De pistes cyclables à réseau cyclable
En 1992, pour les Jeux Olympiques, Barcelone a commencé à se doter de pistes cyclables. On en comptabilise aujourd’hui environ 300 km. Ces infrastructures sont indispensables pour que les gens osent utiliser leur vélo, le trafic barcelonais n’invitant pas trop les néophytes à se lancer…
Le développement de ce réseau de pistes cyclables n’a pas été planifié et s’est fait au coup par coup, sans réflexion, au gré des élections municipales. Il en résulte de nombreux «types» de pistes différents: séparées des voitures par des bornes en caoutchouc, ou par un muret en béton, ou par une ligne de peinture, deux lignes blanches sur le trottoir.
Mais petit-à-petit et surtout dernièrement, il y a eu une vraie volonté politique de faire avancer les choses. Aujourd’hui presque toutes pistes cyclables coïncident et permettent de former un grand réseau cyclable!!
Bicing
Au début de l’année 2007, est apparu le « Bicing » , service de bicyclettes mis en place par la mairie, (sur le modèle du Vélo’v lyonnais, installé lui en 2005). Très économique, ce fût un succès immédiat, 50% des déplacements en vélo se font aujourd’hui en bicing. Ces petites bicyclettes blanches et rouges ont conquis la ville.
Avec la crise économique qui a ravagé les porte-monnaies, le prix élevé du métro et des autobus ont poussé certains barcelonais vers la bicyclette.
Le prix des vélos est aussi un facteur important dans ce choix. Avec l’arrivée de Décarthon..euh..Décathlon, il est devenu possible d’acquérir une bicyclette neuve pour moins de 100 euros. Le marché des vélos d’occasion a aussi participé à cette tendance et malheureusement, le « marché » des vélos volés aussi…Dans la rue, au hasard d’une rencontre, « pour 30 euros il est à toi »…et commence ainsi le cercle vicieux…
La peur du vol est d’ailleurs un frein à l’expansion de la bicyclette à Barcelone. Les vols sont très fréquents et les personnes qui les perpétuent n’ont pas de critère: ce n’est pas parce que votre monture est vieille et rouillée qu’elle est en sécurité la nuit dans la rue. Si le vélo est mal attaché (cadenas peu résistant), il se fera voler, c’est aussi simple que ça.
PS: Barcelone est la ville européenne avec le plus de Brompton (vélo pliant chic) par habitant…On peut en conclure que la ville s’est embourgeoisée malgré les voleurs!
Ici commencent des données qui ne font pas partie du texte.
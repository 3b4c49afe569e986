//! Authentication module for PharmaChat
//!
//! Thin boundary layer: validates a bearer/query token into an
//! [`AuthUser`] (identity + role). Session creation and message sending stay
//! reachable for unauthenticated customers; staff surfaces require a token.

pub mod jwt;
pub mod middleware;

pub use jwt::{Claims, JwtManager};
pub use middleware::{optional_auth, require_staff, AuthUser};
//! PharmaChat API server entry point

use anyhow::Context;

use pharmachat_api::{config::Config, routes, state::AppState};

#[tokio::main]
async fn main() -> anyhow::Result<()> {
    dotenvy::dotenv().ok();

    tracing_subscriber::fmt()
        .with_env_filter(
            tracing_subscriber::EnvFilter::try_from_default_env()
                .unwrap_or_else(|_| "pharmachat_api=info,tower_http=info".into()),
        )
        .init();

    let config = Config::from_env().context("Failed to load configuration")?;

    let pool = pharmachat_shared::create_pool(&config.database_url, config.database_max_connections)
        .await
        .context("Failed to connect to database")?;
    pharmachat_shared::run_migrations(&pool)
        .await
        .context("Failed to run migrations")?;
    tracing::info!("Database ready");

    let bind_address = config.bind_address.clone();
    let state = AppState::new(config, pool);
    let app = routes::router(state);

    let listener = tokio::net::TcpListener::bind(&bind_address)
        .await
        .with_context(|| format!("Failed to bind {bind_address}"))?;
    tracing::info!(address = %bind_address, "PharmaChat API listening");

    axum::serve(listener, app)
        .await
        .context("Server terminated")?;
    Ok(())
}
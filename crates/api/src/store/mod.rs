//! Store adapters for session and message records
//!
//! CRUD repositories with no business logic beyond field validation. Each
//! adapter is a trait so the coordinator can run against Postgres in
//! production and against the in-memory implementations in tests or a
//! single-process deployment. Conflicting writes to one session document
//! (concurrent `message_count` bumps, concurrent transitions) are serialized
//! inside the adapter: atomic/conditional UPDATEs in Postgres, a single write
//! lock in memory.

pub mod memory;
pub mod message_store;
pub mod session_store;

pub use memory::{InMemoryMessageStore, InMemorySessionStore};
pub use message_store::{MessageStore, PgMessageStore, ReactionToggle};
pub use session_store::{
    AssignOutcome, PgSessionStore, SessionFilter, SessionPatch, SessionStore,
};
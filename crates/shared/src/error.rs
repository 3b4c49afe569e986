//! Error types for the PharmaChat chat coordinator

use thiserror::Error;

use crate::types::SessionStatus;

/// Errors produced by the chat coordinator and its store adapters.
#[derive(Debug, Error)]
pub enum ChatError {
    #[error("Not found: {0}")]
    NotFound(String),

    #[error("Invalid session transition: {from:?} -> {to:?}")]
    InvalidTransition {
        from: SessionStatus,
        to: SessionStatus,
    },

    #[error("Session already assigned to {agent_name}")]
    AlreadyAssigned { agent_name: String },

    #[error("Forbidden: {0}")]
    Forbidden(String),

    #[error("Validation error: {0}")]
    Validation(String),

    #[error("Infrastructure error: {0}")]
    Infrastructure(String),
}

impl ChatError {
    /// Shorthand for a missing session.
    pub fn session_not_found(id: uuid::Uuid) -> Self {
        ChatError::NotFound(format!("session {id}"))
    }

    /// Shorthand for a missing message.
    pub fn message_not_found(id: uuid::Uuid) -> Self {
        ChatError::NotFound(format!("message {id}"))
    }
}

impl From<sqlx::Error> for ChatError {
    fn from(err: sqlx::Error) -> Self {
        match err {
            sqlx::Error::RowNotFound => ChatError::NotFound("row".to_string()),
            other => ChatError::Infrastructure(other.to_string()),
        }
    }
}
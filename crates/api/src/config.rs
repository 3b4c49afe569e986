//! Application configuration

use std::env;

/// Application configuration loaded from environment variables
#[derive(Debug, Clone)]
pub struct Config {
    // Server
    pub bind_address: String,
    pub public_url: String,

    // Database
    pub database_url: String,
    pub database_max_connections: u32,

    // Authentication
    pub jwt_secret: String,
    pub jwt_expiry_hours: i64,

    // Chat
    pub max_message_length: usize,
    pub history_page_size: i64,
}

impl Config {
    /// Load configuration from environment variables
    pub fn from_env() -> Result<Self, ConfigError> {
        Ok(Self {
            // Server
            bind_address: env::var("BIND_ADDRESS").unwrap_or_else(|_| "0.0.0.0:3000".to_string()),
            public_url: env::var("PUBLIC_URL")
                .unwrap_or_else(|_| "http://localhost:3000".to_string()),

            // Database
            database_url: env::var("DATABASE_URL")
                .map_err(|_| ConfigError::Missing("DATABASE_URL"))?,
            database_max_connections: env::var("DATABASE_MAX_CONNECTIONS")
                .unwrap_or_else(|_| "10".to_string())
                .parse()
                .unwrap_or(10),

            // Authentication
            jwt_secret: {
                let secret =
                    env::var("JWT_SECRET").map_err(|_| ConfigError::Missing("JWT_SECRET"))?;
                // Reject weak signing keys outright
                if secret.len() < 32 {
                    return Err(ConfigError::WeakSecret(
                        "JWT_SECRET must be at least 32 characters",
                    ));
                }
                secret
            },
            jwt_expiry_hours: env::var("JWT_EXPIRY_HOURS")
                .unwrap_or_else(|_| "24".to_string())
                .parse()
                .unwrap_or(24),

            // Chat
            max_message_length: env::var("CHAT_MAX_MESSAGE_LENGTH")
                .unwrap_or_else(|_| "4000".to_string())
                .parse()
                .unwrap_or(4000),
            history_page_size: env::var("CHAT_HISTORY_PAGE_SIZE")
                .unwrap_or_else(|_| "50".to_string())
                .parse()
                .unwrap_or(50),
        })
    }
}

#[derive(Debug, thiserror::Error)]
pub enum ConfigError {
    #[error("Missing required environment variable: {0}")]
    Missing(&'static str),
    #[error("Weak secret: {0}")]
    WeakSecret(&'static str),
}

#[cfg(test)]
mod tests {
    use super::*;
    use serial_test::serial;
    use std::env;

    fn setup_minimal_config() {
        env::set_var("DATABASE_URL", "postgres://test");
        env::set_var(
            "JWT_SECRET",
            "test-jwt-secret-must-be-at-least-32-characters-long",
        );
    }

    fn cleanup_config() {
        env::remove_var("DATABASE_URL");
        env::remove_var("JWT_SECRET");
        env::remove_var("CHAT_MAX_MESSAGE_LENGTH");
    }

    #[test]
    #[serial]
    fn test_missing_database_url_fails() {
        cleanup_config();
        env::set_var(
            "JWT_SECRET",
            "test-jwt-secret-must-be-at-least-32-characters-long",
        );

        let result = Config::from_env();
        assert!(matches!(result, Err(ConfigError::Missing("DATABASE_URL"))));
        cleanup_config();
    }

    #[test]
    #[serial]
    fn test_weak_jwt_secret_rejected() {
        setup_minimal_config();
        env::set_var("JWT_SECRET", "short");

        let result = Config::from_env();
        assert!(matches!(result, Err(ConfigError::WeakSecret(_))));
        cleanup_config();
    }

    #[test]
    #[serial]
    fn test_defaults_applied() {
        setup_minimal_config();
        env::remove_var("CHAT_MAX_MESSAGE_LENGTH");

        let config = Config::from_env().unwrap();
        assert_eq!(config.max_message_length, 4000);
        assert_eq!(config.history_page_size, 50);
        assert_eq!(config.bind_address, "0.0.0.0:3000");
        cleanup_config();
    }
}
C’est bon pour le moral …et pour la santé
Les bienfaits pour la santé de la pratique vélocipédique sont bien connus, si on évite l’EPO bien entendu! C’est un sport très complet qui permet, entre autres, de limiter le risque de maladies cardio-vasculaires. Et nombreux sont les citadins voulant se bouger un peu sans pour autant payer pour aller au gymnase ou pour faire du vélo d’appartement…
D’autant plus que des études démontrent qu’un cycliste urbain, du haut de sa selle, absorbe moins de pollution (particules fines, oxydes d’azote, de soufre, CO2…) qu’un automobiliste, même en tenant compte de l’effort fourni, poumons ouverts et langue pendante…!
Et c’est rapide
La rapidité est un autre avantage du vélo face à la voiture en ville. Des études ont montré que jusqu’à une distance de 5 km, le vélo arrive avant à destination (mais après la moto…).
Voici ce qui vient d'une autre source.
//! Session store adapter
//!
//! CRUD over [`ChatSession`] records. The conditional primitives
//! (`set_status_if`, `close_if_open`, `assign_if_unassigned`) exist so that
//! state transitions and agent assignment happen exactly once even when two
//! requests race; callers get a boolean / typed outcome instead of
//! last-writer-wins.

use async_trait::async_trait;
use serde::Deserialize;
use sqlx::{FromRow, PgPool};
use time::OffsetDateTime;
use uuid::Uuid;

use pharmachat_shared::{
    AgentRef, ChatChannel, ChatError, ChatSession, CustomerInfo, InternalNote, Priority,
    SessionStatus,
};

/// Filter for session listing
#[derive(Debug, Clone, Default, Deserialize)]
pub struct SessionFilter {
    pub status: Option<SessionStatus>,
    pub channel: Option<ChatChannel>,
    pub priority: Option<Priority>,
    pub store_id: Option<Uuid>,
    pub agent_id: Option<Uuid>,
    pub limit: Option<i64>,
    pub offset: Option<i64>,
}

/// Mutable session fields exposed through the REST boundary
#[derive(Debug, Clone, Default, Deserialize)]
pub struct SessionPatch {
    pub priority: Option<Priority>,
    pub category: Option<String>,
    pub tags: Option<Vec<String>>,
    pub rating: Option<i16>,
    pub feedback: Option<String>,
}

/// Outcome of a conditional agent assignment
#[derive(Debug)]
pub enum AssignOutcome {
    Assigned(ChatSession),
    /// Another agent already holds the session; no state was changed.
    AlreadyAssigned(AgentRef),
}

#[async_trait]
pub trait SessionStore: Send + Sync {
    async fn create(&self, session: ChatSession) -> Result<ChatSession, ChatError>;

    async fn get(&self, session_id: Uuid) -> Result<Option<ChatSession>, ChatError>;

    async fn list(&self, filter: &SessionFilter) -> Result<Vec<ChatSession>, ChatError>;

    async fn apply_patch(
        &self,
        session_id: Uuid,
        patch: SessionPatch,
    ) -> Result<ChatSession, ChatError>;

    async fn add_internal_note(
        &self,
        session_id: Uuid,
        note: InternalNote,
    ) -> Result<(), ChatError>;

    /// Move the session from `expected` to `next`; returns false when the
    /// session was no longer in `expected` (someone else transitioned first).
    async fn set_status_if(
        &self,
        session_id: Uuid,
        expected: SessionStatus,
        next: SessionStatus,
    ) -> Result<bool, ChatError>;

    /// Close the session unless already closed: sets status, `ended_at`,
    /// `resolved` and the optional resolution in one conditional write.
    async fn close_if_open(
        &self,
        session_id: Uuid,
        resolution: Option<String>,
    ) -> Result<bool, ChatError>;

    /// Assign `agent` only when the session is unassigned or already held by
    /// the same agent (idempotent re-assign).
    async fn assign_if_unassigned(
        &self,
        session_id: Uuid,
        agent: AgentRef,
    ) -> Result<AssignOutcome, ChatError>;

    /// Drop the agent reference (transfer back to the queue).
    async fn clear_agent(&self, session_id: Uuid) -> Result<(), ChatError>;

    /// Atomically adjust `message_count` and bump `last_activity_at`.
    async fn bump_message_count(&self, session_id: Uuid, delta: i64) -> Result<(), ChatError>;

    /// Stamp the wait-time metric on first agent activity; later calls no-op.
    async fn set_wait_time_if_unset(&self, session_id: Uuid, secs: i64) -> Result<(), ChatError>;

    /// Fold one observed agent response time into the smoothed average.
    async fn record_response_time(&self, session_id: Uuid, secs: i64) -> Result<(), ChatError>;

    async fn count_active_for_agent(&self, agent_id: Uuid) -> Result<i64, ChatError>;
}

// =============================================================================
// Postgres implementation
// =============================================================================

/// Postgres-backed session store
#[derive(Clone)]
pub struct PgSessionStore {
    pool: PgPool,
}

impl PgSessionStore {
    pub fn new(pool: PgPool) -> Self {
        Self { pool }
    }
}

#[derive(Debug, FromRow)]
struct SessionRow {
    id: Uuid,
    channel: ChatChannel,
    customer: sqlx::types::Json<CustomerInfo>,
    store_id: Option<Uuid>,
    store_name: Option<String>,
    agent: Option<sqlx::types::Json<AgentRef>>,
    status: SessionStatus,
    priority: Priority,
    subject: Option<String>,
    category: Option<String>,
    tags: sqlx::types::Json<Vec<String>>,
    internal_notes: sqlx::types::Json<Vec<InternalNote>>,
    started_at: OffsetDateTime,
    last_activity_at: OffsetDateTime,
    ended_at: Option<OffsetDateTime>,
    wait_time_secs: Option<i64>,
    avg_response_secs: Option<i64>,
    message_count: i64,
    resolved: bool,
    resolution: Option<String>,
    rating: Option<i16>,
    feedback: Option<String>,
}

impl From<SessionRow> for ChatSession {
    fn from(row: SessionRow) -> Self {
        ChatSession {
            id: row.id,
            channel: row.channel,
            customer: row.customer.0,
            store_id: row.store_id,
            store_name: row.store_name,
            agent: row.agent.map(|a| a.0),
            status: row.status,
            priority: row.priority,
            subject: row.subject,
            category: row.category,
            tags: row.tags.0,
            internal_notes: row.internal_notes.0,
            started_at: row.started_at,
            last_activity_at: row.last_activity_at,
            ended_at: row.ended_at,
            wait_time_secs: row.wait_time_secs,
            avg_response_secs: row.avg_response_secs,
            message_count: row.message_count,
            resolved: row.resolved,
            resolution: row.resolution,
            rating: row.rating,
            feedback: row.feedback,
        }
    }
}

const SESSION_COLUMNS: &str = "id, channel, customer, store_id, store_name, agent, status, \
     priority, subject, category, tags, internal_notes, started_at, last_activity_at, ended_at, \
     wait_time_secs, avg_response_secs, message_count, resolved, resolution, rating, feedback";

#[async_trait]
impl SessionStore for PgSessionStore {
    async fn create(&self, session: ChatSession) -> Result<ChatSession, ChatError> {
        let query = format!(
            "INSERT INTO chat_sessions ({SESSION_COLUMNS}) \
             VALUES ($1, $2, $3, $4, $5, $6, $7, $8, $9, $10, $11, $12, $13, $14, $15, $16, $17, \
             $18, $19, $20, $21, $22) RETURNING {SESSION_COLUMNS}"
        );
        let row = sqlx::query_as::<_, SessionRow>(&query)
            .bind(session.id)
            .bind(session.channel)
            .bind(sqlx::types::Json(&session.customer))
            .bind(session.store_id)
            .bind(&session.store_name)
            .bind(session.agent.as_ref().map(sqlx::types::Json))
            .bind(session.status)
            .bind(session.priority)
            .bind(&session.subject)
            .bind(&session.category)
            .bind(sqlx::types::Json(&session.tags))
            .bind(sqlx::types::Json(&session.internal_notes))
            .bind(session.started_at)
            .bind(session.last_activity_at)
            .bind(session.ended_at)
            .bind(session.wait_time_secs)
            .bind(session.avg_response_secs)
            .bind(session.message_count)
            .bind(session.resolved)
            .bind(&session.resolution)
            .bind(session.rating)
            .bind(&session.feedback)
            .fetch_one(&self.pool)
            .await?;
        Ok(row.into())
    }

    async fn get(&self, session_id: Uuid) -> Result<Option<ChatSession>, ChatError> {
        let query = format!("SELECT {SESSION_COLUMNS} FROM chat_sessions WHERE id = $1");
        let row = sqlx::query_as::<_, SessionRow>(&query)
            .bind(session_id)
            .fetch_optional(&self.pool)
            .await?;
        Ok(row.map(Into::into))
    }

    async fn list(&self, filter: &SessionFilter) -> Result<Vec<ChatSession>, ChatError> {
        let query = format!(
            "SELECT {SESSION_COLUMNS} FROM chat_sessions \
             WHERE ($1::varchar IS NULL OR status = $1) \
               AND ($2::varchar IS NULL OR channel = $2) \
               AND ($3::varchar IS NULL OR priority = $3) \
               AND ($4::uuid IS NULL OR store_id = $4) \
               AND ($5::text IS NULL OR agent->>'agent_id' = $5) \
             ORDER BY last_activity_at DESC \
             LIMIT $6 OFFSET $7"
        );
        let rows = sqlx::query_as::<_, SessionRow>(&query)
            .bind(filter.status.map(|s| s.as_str()))
            .bind(filter.channel.map(|c| c.as_str()))
            .bind(filter.priority.map(|p| p.as_str()))
            .bind(filter.store_id)
            .bind(filter.agent_id.map(|a| a.to_string()))
            .bind(filter.limit.unwrap_or(50))
            .bind(filter.offset.unwrap_or(0))
            .fetch_all(&self.pool)
            .await?;
        Ok(rows.into_iter().map(Into::into).collect())
    }

    async fn apply_patch(
        &self,
        session_id: Uuid,
        patch: SessionPatch,
    ) -> Result<ChatSession, ChatError> {
        let query = format!(
            "UPDATE chat_sessions SET \
               priority = COALESCE($2, priority), \
               category = COALESCE($3, category), \
               tags = COALESCE($4, tags), \
               rating = COALESCE($5, rating), \
               feedback = COALESCE($6, feedback) \
             WHERE id = $1 RETURNING {SESSION_COLUMNS}"
        );
        let row = sqlx::query_as::<_, SessionRow>(&query)
            .bind(session_id)
            .bind(patch.priority)
            .bind(&patch.category)
            .bind(patch.tags.as_ref().map(sqlx::types::Json))
            .bind(patch.rating)
            .bind(&patch.feedback)
            .fetch_optional(&self.pool)
            .await?
            .ok_or_else(|| ChatError::session_not_found(session_id))?;
        Ok(row.into())
    }

    async fn add_internal_note(
        &self,
        session_id: Uuid,
        note: InternalNote,
    ) -> Result<(), ChatError> {
        let result = sqlx::query(
            "UPDATE chat_sessions SET internal_notes = internal_notes || $2::jsonb WHERE id = $1",
        )
        .bind(session_id)
        .bind(sqlx::types::Json(vec![note]))
        .execute(&self.pool)
        .await?;
        if result.rows_affected() == 0 {
            return Err(ChatError::session_not_found(session_id));
        }
        Ok(())
    }

    async fn set_status_if(
        &self,
        session_id: Uuid,
        expected: SessionStatus,
        next: SessionStatus,
    ) -> Result<bool, ChatError> {
        let result = sqlx::query(
            "UPDATE chat_sessions SET status = $3, last_activity_at = NOW() \
             WHERE id = $1 AND status = $2",
        )
        .bind(session_id)
        .bind(expected)
        .bind(next)
        .execute(&self.pool)
        .await?;
        Ok(result.rows_affected() == 1)
    }

    async fn close_if_open(
        &self,
        session_id: Uuid,
        resolution: Option<String>,
    ) -> Result<bool, ChatError> {
        let result = sqlx::query(
            "UPDATE chat_sessions SET \
               status = 'closed', ended_at = NOW(), last_activity_at = NOW(), \
               resolved = TRUE, resolution = COALESCE($2, resolution) \
             WHERE id = $1 AND status <> 'closed'",
        )
        .bind(session_id)
        .bind(&resolution)
        .execute(&self.pool)
        .await?;
        Ok(result.rows_affected() == 1)
    }

    async fn assign_if_unassigned(
        &self,
        session_id: Uuid,
        agent: AgentRef,
    ) -> Result<AssignOutcome, ChatError> {
        let result = sqlx::query(
            "UPDATE chat_sessions SET agent = $2, last_activity_at = NOW() \
             WHERE id = $1 AND status <> 'closed' \
               AND (agent IS NULL OR agent->>'agent_id' = $3)",
        )
        .bind(session_id)
        .bind(sqlx::types::Json(&agent))
        .bind(agent.agent_id.to_string())
        .execute(&self.pool)
        .await?;

        if result.rows_affected() == 1 {
            let session = self
                .get(session_id)
                .await?
                .ok_or_else(|| ChatError::session_not_found(session_id))?;
            return Ok(AssignOutcome::Assigned(session));
        }

        // Conditional update matched nothing: resolve why.
        let session = self
            .get(session_id)
            .await?
            .ok_or_else(|| ChatError::session_not_found(session_id))?;
        match session.agent {
            Some(existing) => Ok(AssignOutcome::AlreadyAssigned(existing)),
            None => Err(ChatError::InvalidTransition {
                from: session.status,
                to: SessionStatus::Active,
            }),
        }
    }

    async fn clear_agent(&self, session_id: Uuid) -> Result<(), ChatError> {
        sqlx::query("UPDATE chat_sessions SET agent = NULL WHERE id = $1")
            .bind(session_id)
            .execute(&self.pool)
            .await?;
        Ok(())
    }

    async fn bump_message_count(&self, session_id: Uuid, delta: i64) -> Result<(), ChatError> {
        // Atomic increment, never read-modify-write.
        let result = sqlx::query(
            "UPDATE chat_sessions SET \
               message_count = GREATEST(message_count + $2, 0), \
               last_activity_at = NOW() \
             WHERE id = $1",
        )
        .bind(session_id)
        .bind(delta)
        .execute(&self.pool)
        .await?;
        if result.rows_affected() == 0 {
            return Err(ChatError::session_not_found(session_id));
        }
        Ok(())
    }

    async fn set_wait_time_if_unset(&self, session_id: Uuid, secs: i64) -> Result<(), ChatError> {
        sqlx::query(
            "UPDATE chat_sessions SET wait_time_secs = $2 \
             WHERE id = $1 AND wait_time_secs IS NULL",
        )
        .bind(session_id)
        .bind(secs)
        .execute(&self.pool)
        .await?;
        Ok(())
    }

    async fn record_response_time(&self, session_id: Uuid, secs: i64) -> Result<(), ChatError> {
        // Smoothed in place: new average = (old + observed) / 2.
        sqlx::query(
            "UPDATE chat_sessions SET avg_response_secs = \
               CASE WHEN avg_response_secs IS NULL THEN $2 \
                    ELSE (avg_response_secs + $2) / 2 END \
             WHERE id = $1",
        )
        .bind(session_id)
        .bind(secs)
        .execute(&self.pool)
        .await?;
        Ok(())
    }

    async fn count_active_for_agent(&self, agent_id: Uuid) -> Result<i64, ChatError> {
        let count = sqlx::query_scalar::<_, i64>(
            "SELECT COUNT(*) FROM chat_sessions \
             WHERE status = 'active' AND agent->>'agent_id' = $1",
        )
        .bind(agent_id.to_string())
        .fetch_one(&self.pool)
        .await?;
        Ok(count)
    }
}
L’usage du vélo est appelé à se développer de plus en plus: pratique, économique, écologique, bon pour la santé. Le nombre de boutiques louant des bicyclettes s’est multiplié en 10 ans: le tourisme vélocipédique s’est développé en parallèle du vélo urbain local.
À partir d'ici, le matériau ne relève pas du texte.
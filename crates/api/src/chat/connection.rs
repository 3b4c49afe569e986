//! Chat connection management
//!
//! Represents one active WebSocket connection with its authenticated (or
//! anonymous) participant identity and the set of rooms it joined.

use std::collections::HashSet;
use tokio::sync::{mpsc, RwLock};
use uuid::Uuid;

use pharmachat_shared::ParticipantRole;

use super::events::ServerEvent;
use super::room::RoomId;

/// Represents an active chat connection
#[derive(Debug)]
pub struct Connection {
    /// Unique id for this connection
    pub id: Uuid,

    /// Participant identity (a fresh Uuid for anonymous customers)
    pub user_id: Uuid,

    /// Display name
    pub user_name: String,

    /// Authenticated role
    pub role: ParticipantRole,

    /// Channel to send events to this connection
    pub sender: mpsc::UnboundedSender<ServerEvent>,

    /// Rooms this connection has joined
    pub joined: RwLock<HashSet<RoomId>>,
}

impl Connection {
    /// Create a new connection
    pub fn new(
        user_id: Uuid,
        user_name: String,
        role: ParticipantRole,
        sender: mpsc::UnboundedSender<ServerEvent>,
    ) -> Self {
        Self {
            id: Uuid::new_v4(),
            user_id,
            user_name,
            role,
            sender,
            joined: RwLock::new(HashSet::new()),
        }
    }

    /// Send an event to this connection
    ///
    /// Returns Ok(()) if sent successfully, Err if connection is closed
    #[allow(clippy::result_large_err)] // Error type is from tokio mpsc, containing the failed event
    pub fn send(&self, event: ServerEvent) -> Result<(), mpsc::error::SendError<ServerEvent>> {
        self.sender.send(event)
    }

    /// Track a joined room
    pub async fn track_join(&self, room: RoomId) {
        let mut joined = self.joined.write().await;
        joined.insert(room);
    }

    /// Untrack a left room
    pub async fn track_leave(&self, room: &RoomId) {
        let mut joined = self.joined.write().await;
        joined.remove(room);
    }

    /// Rooms joined so far (snapshot)
    pub async fn joined_rooms(&self) -> HashSet<RoomId> {
        let joined = self.joined.read().await;
        joined.clone()
    }

    pub fn is_staff(&self) -> bool {
        self.role.is_staff()
    }
}

/// Test helper: connection plus the receiving end of its event channel.
#[cfg(test)]
pub(crate) fn test_connection(
    role: ParticipantRole,
    name: &str,
) -> (
    std::sync::Arc<Connection>,
    mpsc::UnboundedReceiver<ServerEvent>,
) {
    let (tx, rx) = mpsc::unbounded_channel();
    (
        std::sync::Arc::new(Connection::new(Uuid::new_v4(), name.to_string(), role, tx)),
        rx,
    )
}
Il est donc bien agréable de se promener à vélo à Barcelone. Ville à taille humaine, il est possible en 3 heures de temps, de parcourir de nombreux quartiers très différents, d’aller d’un bout à l’autre de la ville sans se stresser et de découvrir des endroits charmants et insolites.
En définitive, tout est là pour se mettre au rythme de cette métropole méditerranéenne.